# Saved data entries

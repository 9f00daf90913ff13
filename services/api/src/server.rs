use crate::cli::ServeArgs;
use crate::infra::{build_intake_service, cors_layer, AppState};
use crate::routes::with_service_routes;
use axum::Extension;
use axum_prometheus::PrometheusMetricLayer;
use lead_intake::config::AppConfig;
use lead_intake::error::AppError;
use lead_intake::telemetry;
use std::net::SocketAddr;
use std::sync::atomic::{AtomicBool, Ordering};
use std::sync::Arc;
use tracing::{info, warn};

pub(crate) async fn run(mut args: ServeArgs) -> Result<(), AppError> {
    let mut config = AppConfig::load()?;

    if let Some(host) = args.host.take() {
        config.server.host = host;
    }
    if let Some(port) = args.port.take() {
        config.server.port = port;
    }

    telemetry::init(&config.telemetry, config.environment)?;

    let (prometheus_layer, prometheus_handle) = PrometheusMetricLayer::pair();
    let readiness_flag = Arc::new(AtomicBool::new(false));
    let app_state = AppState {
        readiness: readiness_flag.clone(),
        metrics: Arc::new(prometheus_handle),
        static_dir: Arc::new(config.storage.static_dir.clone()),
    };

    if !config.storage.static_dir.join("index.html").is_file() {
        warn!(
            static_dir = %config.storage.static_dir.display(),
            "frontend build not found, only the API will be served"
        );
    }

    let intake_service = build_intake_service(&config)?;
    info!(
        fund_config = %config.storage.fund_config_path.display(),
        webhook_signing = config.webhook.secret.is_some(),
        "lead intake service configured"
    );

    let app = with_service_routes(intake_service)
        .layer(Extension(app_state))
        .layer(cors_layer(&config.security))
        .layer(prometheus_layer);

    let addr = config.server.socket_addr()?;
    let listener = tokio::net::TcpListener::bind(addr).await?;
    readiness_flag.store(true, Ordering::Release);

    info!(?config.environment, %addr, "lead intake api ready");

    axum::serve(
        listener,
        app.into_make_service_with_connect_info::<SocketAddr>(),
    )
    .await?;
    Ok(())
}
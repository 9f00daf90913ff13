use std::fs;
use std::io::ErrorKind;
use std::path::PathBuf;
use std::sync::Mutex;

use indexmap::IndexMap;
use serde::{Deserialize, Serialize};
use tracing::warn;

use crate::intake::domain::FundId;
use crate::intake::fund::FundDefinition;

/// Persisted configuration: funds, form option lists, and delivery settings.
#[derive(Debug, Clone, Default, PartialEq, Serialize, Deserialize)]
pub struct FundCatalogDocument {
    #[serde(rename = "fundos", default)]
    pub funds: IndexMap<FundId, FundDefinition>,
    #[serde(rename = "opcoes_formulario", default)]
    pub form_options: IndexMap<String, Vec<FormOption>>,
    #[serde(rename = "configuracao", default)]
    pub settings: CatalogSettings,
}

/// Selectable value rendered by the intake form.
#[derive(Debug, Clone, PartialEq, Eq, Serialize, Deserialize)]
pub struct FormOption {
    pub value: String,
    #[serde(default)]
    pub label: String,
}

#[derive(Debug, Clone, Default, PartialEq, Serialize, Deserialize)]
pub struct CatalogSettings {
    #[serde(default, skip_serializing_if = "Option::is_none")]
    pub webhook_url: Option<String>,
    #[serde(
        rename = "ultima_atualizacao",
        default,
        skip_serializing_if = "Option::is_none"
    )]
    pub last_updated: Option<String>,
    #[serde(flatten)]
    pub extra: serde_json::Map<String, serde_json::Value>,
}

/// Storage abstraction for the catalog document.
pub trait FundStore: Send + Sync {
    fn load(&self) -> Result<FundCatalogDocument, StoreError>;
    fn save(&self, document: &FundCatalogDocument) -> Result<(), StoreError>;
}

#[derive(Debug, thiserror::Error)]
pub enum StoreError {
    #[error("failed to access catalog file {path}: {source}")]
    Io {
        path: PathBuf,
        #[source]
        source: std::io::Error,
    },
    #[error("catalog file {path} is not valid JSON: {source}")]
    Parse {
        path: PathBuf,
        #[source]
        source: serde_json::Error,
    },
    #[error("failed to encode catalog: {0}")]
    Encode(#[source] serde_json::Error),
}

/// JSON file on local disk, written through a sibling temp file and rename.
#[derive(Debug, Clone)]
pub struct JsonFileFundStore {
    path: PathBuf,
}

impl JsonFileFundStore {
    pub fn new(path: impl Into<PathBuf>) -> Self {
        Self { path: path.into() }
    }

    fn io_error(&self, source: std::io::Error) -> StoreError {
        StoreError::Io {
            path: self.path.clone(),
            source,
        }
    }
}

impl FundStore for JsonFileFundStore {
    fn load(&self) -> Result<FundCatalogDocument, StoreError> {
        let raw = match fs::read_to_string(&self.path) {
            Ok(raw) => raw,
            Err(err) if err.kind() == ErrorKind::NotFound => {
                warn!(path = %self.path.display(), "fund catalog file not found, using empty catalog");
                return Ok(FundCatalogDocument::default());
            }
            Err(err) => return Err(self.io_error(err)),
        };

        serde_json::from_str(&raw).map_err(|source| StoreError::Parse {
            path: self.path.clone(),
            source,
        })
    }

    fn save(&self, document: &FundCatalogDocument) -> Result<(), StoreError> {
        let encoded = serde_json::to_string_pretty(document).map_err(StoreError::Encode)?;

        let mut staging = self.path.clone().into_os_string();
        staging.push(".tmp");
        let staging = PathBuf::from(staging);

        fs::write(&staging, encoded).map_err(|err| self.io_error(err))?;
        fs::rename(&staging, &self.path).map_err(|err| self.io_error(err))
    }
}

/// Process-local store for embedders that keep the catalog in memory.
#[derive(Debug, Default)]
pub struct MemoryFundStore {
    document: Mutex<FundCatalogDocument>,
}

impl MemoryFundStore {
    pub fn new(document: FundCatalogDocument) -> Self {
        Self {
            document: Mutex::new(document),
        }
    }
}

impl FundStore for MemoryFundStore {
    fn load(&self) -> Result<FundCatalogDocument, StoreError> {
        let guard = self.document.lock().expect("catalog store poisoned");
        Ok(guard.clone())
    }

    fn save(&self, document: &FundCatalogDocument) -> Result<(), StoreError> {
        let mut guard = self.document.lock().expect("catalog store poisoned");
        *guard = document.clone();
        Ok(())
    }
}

# What is required
A word-for-word copy of the data is what should be returned.

# Output of the exercise
repository 9f00daf90913ff13
filename services/api/src/server.rs
use crate::cli::ServeArgs;
use crate::infra::{build_intake_service, cors_layer, AppState};
use crate::routes::with_service_routes;
use axum::Extension;
use axum_prometheus::PrometheusMetricLayer;
use lead_intake::config::AppConfig;
use lead_intake::error::AppError;
use lead_intake::telemetry;
use std::net::SocketAddr;
use std::sync::atomic::{AtomicBool, Ordering};
use std::sync::Arc;
use tracing::{info, warn};

pub(crate) async fn run(mut args: ServeArgs) -> Result<(), AppError> {
    let mut config = AppConfig::load()?;

    if let Some(host) = args.host.take() {
        config.server.host = host;
    }
    if let Some(port) = args.port.take() {
        config.server.port = port;
    }

    telemetry::init(&config.telemetry, config.environment)?;

    let (prometheus_layer, prometheus_handle) = PrometheusMetricLayer::pair();
    let readiness_flag = Arc::new(AtomicBool::new(false));
    let app_state = AppState {
        readiness: readiness_flag.clone(),
        metrics: Arc::new(prometheus_handle),
        static_dir: Arc::new(config.storage.static_dir.clone()),
    };

    if !config.storage.static_dir.join("index.html").is_file() {
        warn!(
            static_dir = %config.storage.static_dir.display(),
            "frontend build not found, only the API will be served"
        );
    }

    let intake_service = build_intake_service(&config)?;
    info!(
        fund_config = %config.storage.fund_config_path.display(),
        webhook_signing = config.webhook.secret.is_some(),
        "lead intake service configured"
    );

    let app = with_service_routes(intake_service)
        .layer(Extension(app_state))
        .layer(cors_layer(&config.security))
        .layer(prometheus_layer);

    let addr = config.server.socket_addr()?;
    let listener = tokio::net::TcpListener::bind(addr).await?;
    readiness_flag.store(true, Ordering::Release);

    info!(?config.environment, %addr, "lead intake api ready");

    axum::serve(
        listener,
        app.into_make_service_with_connect_info::<SocketAddr>(),
    )
    .await?;
    Ok(())
}
repository 9f00daf90913ff13
use std::fs;
use std::io::ErrorKind;
use std::path::PathBuf;
use std::sync::Mutex;

use indexmap::IndexMap;
use serde::{Deserialize, Serialize};
use tracing::warn;

use crate::intake::domain::FundId;
use crate::intake::fund::FundDefinition;

/// Persisted configuration: funds, form option lists, and delivery settings.
#[derive(Debug, Clone, Default, PartialEq, Serialize, Deserialize)]
pub struct FundCatalogDocument {
    #[serde(rename = "fundos", default)]
    pub funds: IndexMap<FundId, FundDefinition>,
    #[serde(rename = "opcoes_formulario", default)]
    pub form_options: IndexMap<String, Vec<FormOption>>,
    #[serde(rename = "configuracao", default)]
    pub settings: CatalogSettings,
}

/// Selectable value rendered by the intake form.
#[derive(Debug, Clone, PartialEq, Eq, Serialize, Deserialize)]
pub struct FormOption {
    pub value: String,
    #[serde(default)]
    pub label: String,
}

#[derive(Debug, Clone, Default, PartialEq, Serialize, Deserialize)]
pub struct CatalogSettings {
    #[serde(default, skip_serializing_if = "Option::is_none")]
    pub webhook_url: Option<String>,
    #[serde(
        rename = "ultima_atualizacao",
        default,
        skip_serializing_if = "Option::is_none"
    )]
    pub last_updated: Option<String>,
    #[serde(flatten)]
    pub extra: serde_json::Map<String, serde_json::Value>,
}

/// Storage abstraction for the catalog document.
pub trait FundStore: Send + Sync {
    fn load(&self) -> Result<FundCatalogDocument, StoreError>;
    fn save(&self, document: &FundCatalogDocument) -> Result<(), StoreError>;
}

#[derive(Debug, thiserror::Error)]
pub enum StoreError {
    #[error("failed to access catalog file {path}: {source}")]
    Io {
        path: PathBuf,
        #[source]
        source: std::io::Error,
    },
    #[error("catalog file {path} is not valid JSON: {source}")]
    Parse {
        path: PathBuf,
        #[source]
        source: serde_json::Error,
    },
    #[error("failed to encode catalog: {0}")]
    Encode(#[source] serde_json::Error),
}

/// JSON file on local disk, written through a sibling temp file and rename.
#[derive(Debug, Clone)]
pub struct JsonFileFundStore {
    path: PathBuf,
}

impl JsonFileFundStore {
    pub fn new(path: impl Into<PathBuf>) -> Self {
        Self { path: path.into() }
    }

    fn io_error(&self, source: std::io::Error) -> StoreError {
        StoreError::Io {
            path: self.path.clone(),
            source,
        }
    }
}

impl FundStore for JsonFileFundStore {
    fn load(&self) -> Result<FundCatalogDocument, StoreError> {
        let raw = match fs::read_to_string(&self.path) {
            Ok(raw) => raw,
            Err(err) if err.kind() == ErrorKind::NotFound => {
                warn!(path = %self.path.display(), "fund catalog file not found, using empty catalog");
                return Ok(FundCatalogDocument::default());
            }
            Err(err) => return Err(self.io_error(err)),
        };

        serde_json::from_str(&raw).map_err(|source| StoreError::Parse {
            path: self.path.clone(),
            source,
        })
    }

    fn save(&self, document: &FundCatalogDocument) -> Result<(), StoreError> {
        let encoded = serde_json::to_string_pretty(document).map_err(StoreError::Encode)?;

        let mut staging = self.path.clone().into_os_string();
        staging.push(".tmp");
        let staging = PathBuf::from(staging);

        fs::write(&staging, encoded).map_err(|err| self.io_error(err))?;
        fs::rename(&staging, &self.path).map_err(|err| self.io_error(err))
    }
}

/// Process-local store for embedders that keep the catalog in memory.
#[derive(Debug, Default)]
pub struct MemoryFundStore {
    document: Mutex<FundCatalogDocument>,
}

impl MemoryFundStore {
    pub fn new(document: FundCatalogDocument) -> Self {
        Self {
            document: Mutex::new(document),
        }
    }
}

impl FundStore for MemoryFundStore {
    fn load(&self) -> Result<FundCatalogDocument, StoreError> {
        let guard = self.document.lock().expect("catalog store poisoned");
        Ok(guard.clone())
    }

    fn save(&self, document: &FundCatalogDocument) -> Result<(), StoreError> {
        let mut guard = self.document.lock().expect("catalog store poisoned");
        *guard = document.clone();
        Ok(())
    }
}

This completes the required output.